Camminavamo per la Bártok Béla út, in salita e
piuttosto in fretta siccome il nostro collegio si trovava a Buda, alquanto
lontano dal fiume e volevamo arrivarci prima che ci chiudessero fuori. Per
rispamiare la lena tacevamo. Sicché meditavo sul passato e sul futuro della mia
vita mortale. Pensavo che mi sarebbe piaciuto avere una compagna riservata,
gentile e affidabile come Isabella, capace di parlare politicamente come Silvia
e pure bella come Ifigenia. La mia amante non era una donna politica, né
riservata, né affidabile, nemmeno abbastanza gentile, però era una femmina
umana splendida di bellezza. Tanto venusta e fulgida che era più emozionante e
accrescitivo fare l’amore con lei, osservarla pur quando era muta che parlare
con donne non altrettanto illuminate dall’idea del bello incarnata nel suo
corpo snello e formoso, flessuoso come un ramo di salice e compatto come una
susina appena matura. Con lei potevo creare nel bello secondo l’anima e secondo
il corpo come mi aveva insegnato la professoressa dell’amore Diotima del Simposio platonico.Budapest, XI., Bartók Béla út
Prima di salire in camera bevemmo un’altra birra nel bar ancora aperto, parlammo un altro poco, quindi andammo a dormire. Ognuno nel letto assegnato.
Il 21 agosto, di mattina, andai a telefonare. Le dissi che sarei arrivato a Bologna la sera del giorno seguente.

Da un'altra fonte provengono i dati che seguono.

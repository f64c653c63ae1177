//! Common test utilities for integration tests.
//!
//! This module provides a fixture builder for laying out a small role
//! collection on disk.

use std::fs;
use std::path::{Path, PathBuf};

use tempfile::TempDir;

/// A minimal argument spec with one option.
#[allow(dead_code)]
pub const SIMPLE_SPEC: &str = r"---
argument_specs:
  main:
    short_description: Example role
    options:
      example_enabled:
        type: bool
        default: true
        description: Turn the example on.
";

/// A minimal molecule converge playbook for `role`.
#[allow(dead_code)]
pub fn converge_playbook(role: &str) -> String {
    format!("---\n- name: Converge\n  hosts: all\n  roles:\n    - {role}\n")
}

/// A role collection rooted in a temporary directory.
///
/// The layout is `roles/`, `molecule/` and (not created) `docs/`.
#[allow(dead_code)]
pub struct CollectionFixture {
    temp_dir: TempDir,
}

#[allow(dead_code)]
impl CollectionFixture {
    /// Creates an empty collection with `roles/` and `molecule/` directories.
    pub fn new() -> Self {
        let temp_dir = tempfile::tempdir().expect("Failed to create temp dir");
        fs::create_dir_all(temp_dir.path().join("roles")).expect("Failed to create roles dir");
        fs::create_dir_all(temp_dir.path().join("molecule"))
            .expect("Failed to create molecule dir");
        Self { temp_dir }
    }

    /// Root of the collection.
    pub fn root(&self) -> &Path {
        self.temp_dir.path()
    }

    /// The `roles/` directory.
    pub fn roles_dir(&self) -> PathBuf {
        self.root().join("roles")
    }

    /// The `molecule/` directory.
    pub fn molecule_dir(&self) -> PathBuf {
        self.root().join("molecule")
    }

    /// The `docs/` output directory.
    pub fn doc_dir(&self) -> PathBuf {
        self.root().join("docs")
    }

    /// Writes `roles/<role>/meta/argument_specs.yml`.
    pub fn with_spec(self, role: &str, spec: &str) -> Self {
        let meta = self.roles_dir().join(role).join("meta");
        fs::create_dir_all(&meta).expect("Failed to create meta dir");
        fs::write(meta.join("argument_specs.yml"), spec).expect("Failed to write spec");
        self
    }

    /// Writes `molecule/<role>/converge.yml`.
    pub fn with_playbook(self, role: &str) -> Self {
        let scenario = self.molecule_dir().join(role);
        fs::create_dir_all(&scenario).expect("Failed to create scenario dir");
        fs::write(scenario.join("converge.yml"), converge_playbook(role))
            .expect("Failed to write playbook");
        self
    }

    /// Adds a fully documented role (spec and playbook).
    pub fn with_role(self, role: &str) -> Self {
        self.with_spec(role, SIMPLE_SPEC).with_playbook(role)
    }
}
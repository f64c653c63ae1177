//! Template rendering for role documentation pages.

use std::path::Path;

use indexmap::IndexMap;
use minijinja::Environment;
use serde::Serialize;
use serde_yaml::Value;

use super::schema::{OptionSpec, RoleSpec};
use crate::Result;

const TEMPLATE_NAME: &str = "role_doc.md";
const BUILTIN_TEMPLATE: &str = include_str!("../../templates/role_doc.md.j2");

/// Values exposed to the documentation template.
///
/// Templates see `role_name`, `short_description`, `description`,
/// `author`, `options` (the raw option specs, in file order),
/// `descriptions` (option path to rendered text), `rows` (one escaped
/// table row per option and sub-option) and `playbook`.
#[derive(Debug, Serialize)]
pub struct DocContext<'a> {
    /// Role directory name.
    pub role_name: &'a str,
    /// One-line summary, empty when absent.
    pub short_description: String,
    /// Paragraphs of the long description, blank-line separated.
    pub description: String,
    /// Authors, comma separated.
    pub author: String,
    /// Option specs as parsed.
    pub options: &'a IndexMap<String, OptionSpec>,
    /// Rendered option descriptions.
    pub descriptions: IndexMap<String, String>,
    /// Variables table, sub-options following their parent.
    pub rows: Vec<OptionRow>,
    /// Example playbook source.
    pub playbook: &'a str,
}

impl<'a> DocContext<'a> {
    /// Build the template context for one role.
    #[must_use]
    pub fn new(role_name: &'a str, spec: &'a RoleSpec, playbook: &'a str) -> Self {
        Self {
            role_name,
            short_description: spec.short_description.clone().unwrap_or_default(),
            description: spec
                .description
                .as_ref()
                .map(|d| d.joined("\n\n"))
                .unwrap_or_default(),
            author: spec
                .author
                .as_ref()
                .map(|a| a.joined(", "))
                .unwrap_or_default(),
            options: &spec.options,
            descriptions: render_option_descriptions(spec),
            rows: option_rows(spec),
            playbook,
        }
    }
}

/// One line of the variables table. Every text field is already escaped
/// for use inside a Markdown table cell.
#[derive(Debug, Clone, PartialEq, Eq, Serialize)]
pub struct OptionRow {
    /// Dotted path, `users.name` for sub-option `name` of `users`.
    pub name: String,
    /// Nesting level, 0 for top-level options.
    pub depth: usize,
    /// Declared type, `str` when absent, with `of <elements>` for lists.
    pub kind: String,
    /// Whether the variable must be set.
    pub required: bool,
    /// Inline default value, empty when there is none.
    pub default: String,
    /// Description followed by the allowed choices, if any.
    pub description: String,
}

/// Escape `text` for a Markdown table cell.
///
/// # Examples
///
/// ```
/// assert_eq!(rolekit::docs::escape_cell("a|b\nc"), r"a\|b c");
/// ```
#[must_use]
pub fn escape_cell(text: &str) -> String {
    text.replace('\n', " ").replace('|', r"\|")
}

/// Render each option description as a single Markdown table cell.
///
/// List descriptions are joined with spaces and pipe characters escaped.
/// Sub-options are keyed by their dotted path. Options without a
/// description map to an empty string.
///
/// # Examples
///
/// ```
/// use rolekit::docs::render_option_descriptions;
/// use rolekit::RoleSpec;
///
/// let spec: RoleSpec = serde_yaml::from_str(
///     "options:\n  mode:\n    description:\n      - Either a|b.\n      - Defaults to a.\n",
/// )
/// .unwrap();
/// let rendered = render_option_descriptions(&spec);
/// assert_eq!(rendered["mode"], r"Either a\|b. Defaults to a.");
/// ```
#[must_use]
pub fn render_option_descriptions(spec: &RoleSpec) -> IndexMap<String, String> {
    walk_options(&spec.options)
        .into_iter()
        .map(|(path, option)| (path.join("."), describe(option)))
        .collect()
}

/// Flatten the options of `spec` into table rows, parents first.
#[must_use]
pub fn option_rows(spec: &RoleSpec) -> Vec<OptionRow> {
    walk_options(&spec.options)
        .into_iter()
        .map(|(path, option)| {
            let mut description = describe(option);
            if let Some(choices) = option.choices.as_ref().filter(|c| !c.is_empty()) {
                let listed = choices.iter().map(inline_value).collect::<Vec<_>>();
                if !description.is_empty() {
                    description.push(' ');
                }
                description.push_str(&format!("Choices: {}.", escape_cell(&listed.join(", "))));
            }

            let mut kind = option.kind.clone().unwrap_or_else(|| "str".to_string());
            if let Some(elements) = &option.elements {
                kind = format!("{kind} of {elements}");
            }

            OptionRow {
                depth: path.len() - 1,
                name: escape_cell(&path.join(".")),
                kind: escape_cell(&kind),
                required: option.required,
                default: option
                    .default
                    .as_ref()
                    .filter(|v| !v.is_null())
                    .map(|v| escape_cell(&inline_value(v)))
                    .unwrap_or_default(),
                description,
            }
        })
        .collect()
}

fn describe(option: &OptionSpec) -> String {
    option
        .description
        .as_ref()
        .map(|d| escape_cell(&d.joined(" ")))
        .unwrap_or_default()
}

fn walk_options(options: &IndexMap<String, OptionSpec>) -> Vec<(Vec<&str>, &OptionSpec)> {
    let mut out = Vec::new();
    for (name, option) in options {
        out.push((vec![name.as_str()], option));
        for (mut path, child) in walk_options(&option.options) {
            path.insert(0, name.as_str());
            out.push((path, child));
        }
    }
    out
}

/// Single-line rendering of a YAML value, flow style for collections.
fn inline_value(value: &Value) -> String {
    match value {
        Value::Null => "null".to_string(),
        Value::Bool(b) => b.to_string(),
        Value::Number(n) => n.to_string(),
        Value::String(s) => s.clone(),
        Value::Sequence(items) => {
            let items: Vec<_> = items.iter().map(inline_value).collect();
            format!("[{}]", items.join(", "))
        }
        Value::Mapping(map) => {
            let entries: Vec<_> = map
                .iter()
                .map(|(k, v)| format!("{}: {}", inline_value(k), inline_value(v)))
                .collect();
            format!("{{{}}}", entries.join(", "))
        }
        Value::Tagged(tagged) => inline_value(&tagged.value),
    }
}

/// Renders role pages from a Jinja template.
pub struct DocRenderer {
    env: Environment<'static>,
}

impl DocRenderer {
    /// Renderer using the built-in Markdown template.
    ///
    /// # Errors
    ///
    /// Returns an error if the built-in template fails to compile.
    pub fn builtin() -> Result<Self> {
        Self::from_source(BUILTIN_TEMPLATE.to_string())
    }

    /// Renderer using the template stored at `path`.
    ///
    /// # Errors
    ///
    /// Returns an error if the file cannot be read or the template has
    /// syntax errors.
    pub fn from_file(path: &Path) -> Result<Self> {
        let source = super::read_file(path)?;
        Self::from_source(source)
    }

    /// Renderer using `source` as the template text.
    ///
    /// # Errors
    ///
    /// Returns an error if the template has syntax errors.
    pub fn from_source(source: String) -> Result<Self> {
        let mut env = Environment::new();
        env.set_trim_blocks(true);
        env.set_lstrip_blocks(true);
        env.set_keep_trailing_newline(true);
        env.add_filter("cell", |text: String| escape_cell(&text));
        env.add_template_owned(TEMPLATE_NAME, source)?;
        Ok(Self { env })
    }

    /// Render the page for one role.
    ///
    /// # Errors
    ///
    /// Returns an error if rendering fails (for example an undefined filter).
    pub fn render(&self, context: &DocContext<'_>) -> Result<String> {
        let template = self.env.get_template(TEMPLATE_NAME)?;
        Ok(template.render(context)?)
    }
}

“A che ora?” domandò con voce impostata da attrice che deve apparire commossa. Poi, senza aspettare che rispondessi, aggiunse: “vieni prima che puoi, non ne posso più di stare senza di te, tesoro mio, mia vita, mio tutto!”.
Se avessi potuto accogliere questa dichiarazione d’amore con animo non ulcerato e prevenuto, sarei stato felice.
Invece “tuo un corno!” pensai. La ferita della promessa tradita doveva essere molto profonda: le sue parole mi sapevano di infingimento, di recita da mima volgare, avvezza a palcoscenici sordidi, mal frequentati.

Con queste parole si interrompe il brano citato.